* ... FOODIE: Looking for a new menu item for the cooler days to come? Check out the linguini with shrimp or the angel hair pasta primavera at Uricchio's Trattoria, two off the menu specials offered for the next two weeks.
* ... OAK STREET: Is there a worst traffic choke point in town than the intersection of Oak and Truxtun from 3:30 p.m. on?
* ... SPOTTED ON TWITTER: "I'm in a long distance relationship. Sure, some people refer to it as a restraining order, but still."
* ... SPOTTED ON TRUXTUN: A white Toyota Solara convertible is cruising down Truxtun going too slow for traffic and weaving while its driver stares into her cell phone and happily texts.
* ... STARBUCKS: Remember when I told you that a barista at my local Starbucks was already well into her Christmas shopping? Well she told me the other day she is done, and it isn't even October. Talk about an over achiever.

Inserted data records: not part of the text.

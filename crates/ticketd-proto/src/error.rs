//! Error types for decoding platform payloads.

use thiserror::Error;

/// Convenience type alias for Results using [`ProtoError`].
pub type Result<T, E = ProtoError> = std::result::Result<T, E>;

/// Errors raised while decoding wire payloads.
#[derive(Debug, Error)]
pub enum ProtoError {
    /// The payload was not valid JSON or did not match the expected shape.
    #[error("malformed payload: {0}")]
    Json(#[from] serde_json::Error),

    /// A field required for the payload's type was absent.
    #[error("missing field: {0}")]
    MissingField(&'static str),

    /// The interaction or component type is not one this crate understands.
    #[error("unsupported {what} type: {value}")]
    Unsupported {
        /// Which discriminator was unsupported.
        what: &'static str,
        /// The raw discriminator value.
        value: u8,
    },
}
//! In-process platform for tests and local experiments.
//!
//! `MemoryGuild` keeps one guild's channels, messages and admin set behind a
//! `parking_lot::Mutex`, records every mutating call, and can be told to fail
//! specific operations so error paths can be exercised deterministically.

use super::{AuthorityLookup, ChannelDirectory, ResponseSink};
use crate::error::{PlatformError, PlatformResult};
use async_trait::async_trait;
use parking_lot::Mutex;
use std::collections::{BTreeMap, HashSet};
use std::sync::atomic::{AtomicU64, Ordering};
use ticketd_proto::{
    ActionRow, ChannelId, ChannelInfo, ChannelKind, CreateChannel, GuildId, InteractionResponse,
    MessageId, OutgoingMessage, OverwriteTarget, PermissionEdit, PermissionOverwrite, Permissions,
    UserId,
};

/// Operations that can be made to fail.
#[derive(Debug, Clone, Copy, PartialEq, Eq, Hash)]
pub enum Op {
    Fetch,
    Create,
    Rename,
    Delete,
    EditOverwrite,
    SendMessage,
    EditComponents,
    AdminLookup,
}

/// A mutating call, in the order it was made.
#[derive(Debug, Clone, PartialEq, Eq)]
pub enum Call {
    Create { channel: ChannelId, name: String },
    Rename { channel: ChannelId, name: String },
    Delete { channel: ChannelId },
    EditOverwrite { channel: ChannelId, member: UserId, edit: PermissionEdit },
    SendMessage { channel: ChannelId, message: MessageId },
    EditComponents { channel: ChannelId, message: MessageId },
}

#[derive(Debug, Clone)]
struct StoredMessage {
    channel: ChannelId,
    body: OutgoingMessage,
}

#[derive(Debug, Default)]
struct GuildState {
    channels: BTreeMap<ChannelId, ChannelInfo>,
    messages: BTreeMap<MessageId, StoredMessage>,
    admins: HashSet<UserId>,
    failing: HashSet<Op>,
    calls: Vec<Call>,
}

/// One guild held in memory.
#[derive(Debug)]
pub struct MemoryGuild {
    guild: GuildId,
    state: Mutex<GuildState>,
    next_id: AtomicU64,
}

impl MemoryGuild {
    pub fn new(guild: GuildId) -> Self {
        Self {
            guild,
            state: Mutex::new(GuildState::default()),
            next_id: AtomicU64::new(1_000),
        }
    }

    pub fn guild_id(&self) -> GuildId {
        self.guild
    }

    fn allocate(&self) -> u64 {
        self.next_id.fetch_add(1, Ordering::Relaxed)
    }

    fn check(&self, op: Op) -> PlatformResult<()> {
        if self.state.lock().failing.contains(&op) {
            Err(PlatformError::Rejected(format!("{op:?} failure injected")))
        } else {
            Ok(())
        }
    }

    // ------------------------------------------------------------------
    // Seeding
    // ------------------------------------------------------------------

    /// Add a category channel.
    pub fn add_category(&self, name: &str) -> ChannelId {
        let id = ChannelId(self.allocate());
        self.state.lock().channels.insert(
            id,
            ChannelInfo {
                id,
                guild_id: Some(self.guild),
                kind: ChannelKind::Category,
                name: name.to_string(),
                topic: None,
                parent_id: None,
                permission_overwrites: Vec::new(),
            },
        );
        id
    }

    /// Add an open ticket channel owned by `owner`, with a control message.
    pub fn add_ticket(&self, name: &str, owner: UserId) -> (ChannelId, MessageId) {
        let id = ChannelId(self.allocate());
        let message = MessageId(self.allocate());
        let mut state = self.state.lock();
        state.channels.insert(
            id,
            ChannelInfo {
                id,
                guild_id: Some(self.guild),
                kind: ChannelKind::Text,
                name: name.to_string(),
                topic: Some(owner.to_string()),
                parent_id: None,
                permission_overwrites: vec![
                    PermissionOverwrite::role(
                        self.guild.everyone_role(),
                        Permissions::empty(),
                        Permissions::VIEW_CHANNEL,
                    ),
                    PermissionOverwrite::member(
                        owner,
                        Permissions::VIEW_CHANNEL
                            | Permissions::SEND_MESSAGES
                            | Permissions::READ_MESSAGE_HISTORY,
                        Permissions::empty(),
                    ),
                ],
            },
        );
        state.messages.insert(
            message,
            StoredMessage {
                channel: id,
                body: OutgoingMessage::default(),
            },
        );
        (id, message)
    }

    /// Add a plain text channel with no owner.
    pub fn add_text_channel(&self, name: &str) -> ChannelId {
        let id = ChannelId(self.allocate());
        self.state.lock().channels.insert(
            id,
            ChannelInfo {
                id,
                guild_id: Some(self.guild),
                kind: ChannelKind::Text,
                name: name.to_string(),
                topic: None,
                parent_id: None,
                permission_overwrites: Vec::new(),
            },
        );
        id
    }

    pub fn grant_admin(&self, user: UserId) {
        self.state.lock().admins.insert(user);
    }

    /// Make `op` fail until [`MemoryGuild::recover`] is called.
    pub fn fail(&self, op: Op) {
        self.state.lock().failing.insert(op);
    }

    pub fn recover(&self, op: Op) {
        self.state.lock().failing.remove(&op);
    }

    // ------------------------------------------------------------------
    // Inspection
    // ------------------------------------------------------------------

    pub fn channel(&self, id: ChannelId) -> Option<ChannelInfo> {
        self.state.lock().channels.get(&id).cloned()
    }

    pub fn channels(&self) -> Vec<ChannelInfo> {
        self.state.lock().channels.values().cloned().collect()
    }

    /// Current component rows of a message.
    pub fn components(&self, message: MessageId) -> Option<Vec<ActionRow>> {
        self.state
            .lock()
            .messages
            .get(&message)
            .map(|m| m.body.components.clone())
    }

    /// Every message posted to `channel`, oldest first.
    pub fn messages_in(&self, channel: ChannelId) -> Vec<OutgoingMessage> {
        self.state
            .lock()
            .messages
            .values()
            .filter(|m| m.channel == channel)
            .map(|m| m.body.clone())
            .collect()
    }

    /// Text content of every message posted to `channel`.
    pub fn contents_in(&self, channel: ChannelId) -> Vec<String> {
        self.messages_in(channel)
            .into_iter()
            .filter_map(|m| m.content)
            .collect()
    }

    pub fn calls(&self) -> Vec<Call> {
        self.state.lock().calls.clone()
    }

    pub fn clear_calls(&self) {
        self.state.lock().calls.clear();
    }
}

#[async_trait]
impl ChannelDirectory for MemoryGuild {
    async fn fetch(&self, channel: ChannelId) -> PlatformResult<ChannelInfo> {
        self.check(Op::Fetch)?;
        self.channel(channel)
            .ok_or_else(|| PlatformError::NotFound(format!("channel {channel}")))
    }

    async fn find_by_topic(
        &self,
        guild: GuildId,
        topic: &str,
    ) -> PlatformResult<Option<ChannelInfo>> {
        self.check(Op::Fetch)?;
        Ok(self
            .state
            .lock()
            .channels
            .values()
            .find(|c| {
                c.guild_id == Some(guild)
                    && c.kind == ChannelKind::Text
                    && c.topic.as_deref() == Some(topic)
            })
            .cloned())
    }

    async fn create(&self, guild: GuildId, request: CreateChannel) -> PlatformResult<ChannelInfo> {
        self.check(Op::Create)?;
        let id = ChannelId(self.allocate());
        let info = ChannelInfo {
            id,
            guild_id: Some(guild),
            kind: request.kind,
            name: request.name.clone(),
            topic: request.topic,
            parent_id: request.parent_id,
            permission_overwrites: request.permission_overwrites,
        };
        let mut state = self.state.lock();
        state.channels.insert(id, info.clone());
        state.calls.push(Call::Create {
            channel: id,
            name: request.name,
        });
        Ok(info)
    }

    async fn rename(&self, channel: ChannelId, name: &str) -> PlatformResult<()> {
        self.check(Op::Rename)?;
        let mut state = self.state.lock();
        let info = state
            .channels
            .get_mut(&channel)
            .ok_or_else(|| PlatformError::NotFound(format!("channel {channel}")))?;
        info.name = name.to_string();
        state.calls.push(Call::Rename {
            channel,
            name: name.to_string(),
        });
        Ok(())
    }

    async fn delete(&self, channel: ChannelId) -> PlatformResult<()> {
        self.check(Op::Delete)?;
        let mut state = self.state.lock();
        state
            .channels
            .remove(&channel)
            .ok_or_else(|| PlatformError::NotFound(format!("channel {channel}")))?;
        state.messages.retain(|_, m| m.channel != channel);
        state.calls.push(Call::Delete { channel });
        Ok(())
    }

    async fn edit_member_overwrite(
        &self,
        channel: ChannelId,
        member: UserId,
        edit: PermissionEdit,
    ) -> PlatformResult<()> {
        self.check(Op::EditOverwrite)?;
        let mut state = self.state.lock();
        let info = state
            .channels
            .get_mut(&channel)
            .ok_or_else(|| PlatformError::NotFound(format!("channel {channel}")))?;
        let target = OverwriteTarget::Member(member);
        let idx = match info
            .permission_overwrites
            .iter()
            .position(|ow| ow.target == target)
        {
            Some(idx) => idx,
            None => {
                info.permission_overwrites.push(PermissionOverwrite::member(
                    member,
                    Permissions::empty(),
                    Permissions::empty(),
                ));
                info.permission_overwrites.len() - 1
            }
        };
        let ow = &mut info.permission_overwrites[idx];
        edit.apply(&mut ow.allow, &mut ow.deny);
        state.calls.push(Call::EditOverwrite {
            channel,
            member,
            edit,
        });
        Ok(())
    }

    async fn send_message(
        &self,
        channel: ChannelId,
        message: OutgoingMessage,
    ) -> PlatformResult<MessageId> {
        self.check(Op::SendMessage)?;
        let id = MessageId(self.allocate());
        let mut state = self.state.lock();
        if !state.channels.contains_key(&channel) {
            return Err(PlatformError::NotFound(format!("channel {channel}")));
        }
        state.messages.insert(
            id,
            StoredMessage {
                channel,
                body: message,
            },
        );
        state.calls.push(Call::SendMessage {
            channel,
            message: id,
        });
        Ok(id)
    }

    async fn edit_components(
        &self,
        channel: ChannelId,
        message: MessageId,
        rows: Vec<ActionRow>,
    ) -> PlatformResult<()> {
        self.check(Op::EditComponents)?;
        let mut state = self.state.lock();
        let stored = state
            .messages
            .get_mut(&message)
            .filter(|m| m.channel == channel)
            .ok_or_else(|| PlatformError::NotFound(format!("message {message}")))?;
        stored.body.components = rows;
        state.calls.push(Call::EditComponents { channel, message });
        Ok(())
    }
}

#[async_trait]
impl AuthorityLookup for MemoryGuild {
    async fn is_admin(&self, guild: GuildId, user: UserId) -> PlatformResult<bool> {
        self.check(Op::AdminLookup)?;
        Ok(guild == self.guild && self.state.lock().admins.contains(&user))
    }
}

/// Records what a handler answered.
///
/// An `UpdateComponents` response is also applied to the originating message
/// in the bound guild, the way the real platform would.
#[derive(Debug, Default)]
pub struct MemorySink {
    responses: Mutex<Vec<InteractionResponse>>,
    origin: Option<(std::sync::Arc<MemoryGuild>, ChannelId, MessageId)>,
}

impl MemorySink {
    pub fn new() -> Self {
        Self::default()
    }

    /// A sink whose component updates land on `message` in `guild`.
    pub fn bound(guild: std::sync::Arc<MemoryGuild>, channel: ChannelId, message: MessageId) -> Self {
        Self {
            origin: Some((guild, channel, message)),
            ..Self::default()
        }
    }

    pub fn responses(&self) -> Vec<InteractionResponse> {
        self.responses.lock().clone()
    }

    /// Content of the first response, if it was a message.
    pub fn reply_text(&self) -> Option<String> {
        self.responses.lock().iter().find_map(|r| match r {
            InteractionResponse::Message(m) => m.content.clone(),
            _ => None,
        })
    }

    /// Components set by the first response, if it was an update.
    pub fn updated_rows(&self) -> Option<Vec<ActionRow>> {
        self.responses.lock().iter().find_map(|r| match r {
            InteractionResponse::UpdateComponents(rows) => Some(rows.clone()),
            _ => None,
        })
    }
}

#[async_trait]
impl ResponseSink for MemorySink {
    async fn respond(&self, response: InteractionResponse) -> PlatformResult<()> {
        if let (InteractionResponse::UpdateComponents(rows), Some((guild, channel, message))) =
            (&response, &self.origin)
        {
            let mut state = guild.state.lock();
            if let Some(stored) = state
                .messages
                .get_mut(message)
                .filter(|m| m.channel == *channel)
            {
                stored.body.components = rows.clone();
            }
        }
        self.responses.lock().push(response);
        Ok(())
    }
}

* ... FAIR: Did you know the history of the Boy Scout baked potato booth at the fair? Jim Houck does, and he passed along this interesting bit of history: "It started in about 1953 as a project of Troop 8, which met at Horace Mann School on Niles Street. The scoutmaster was a great guy named L.L. Carpenter, known as Slim. The troop was sponsored by the Kern County Potato Growers Association. Urner's lent us ovens, my dad, who worked for Meadow Gold Dairies, got us butter and sour cream, and of course the Potato Growers gave us huge sacks of White Rose potatoes, a great Kern County variety that baked beautifully but is hard to find nowadays, unfortunately.n In those days Scout equipment usually came from the war surplus stores that sold beat-up pup tents, canteens, mess kits, folding shovels and knapsacks. This stuff was cheap but very heavy.n After our first year we'd made enough money to ditch our bulky canvas tents and replace them with big, light ones. Not sure what happened to Troop 8, but I saw someplace that the baked potato booth has been taken over by the local scout council. The wealth spreads."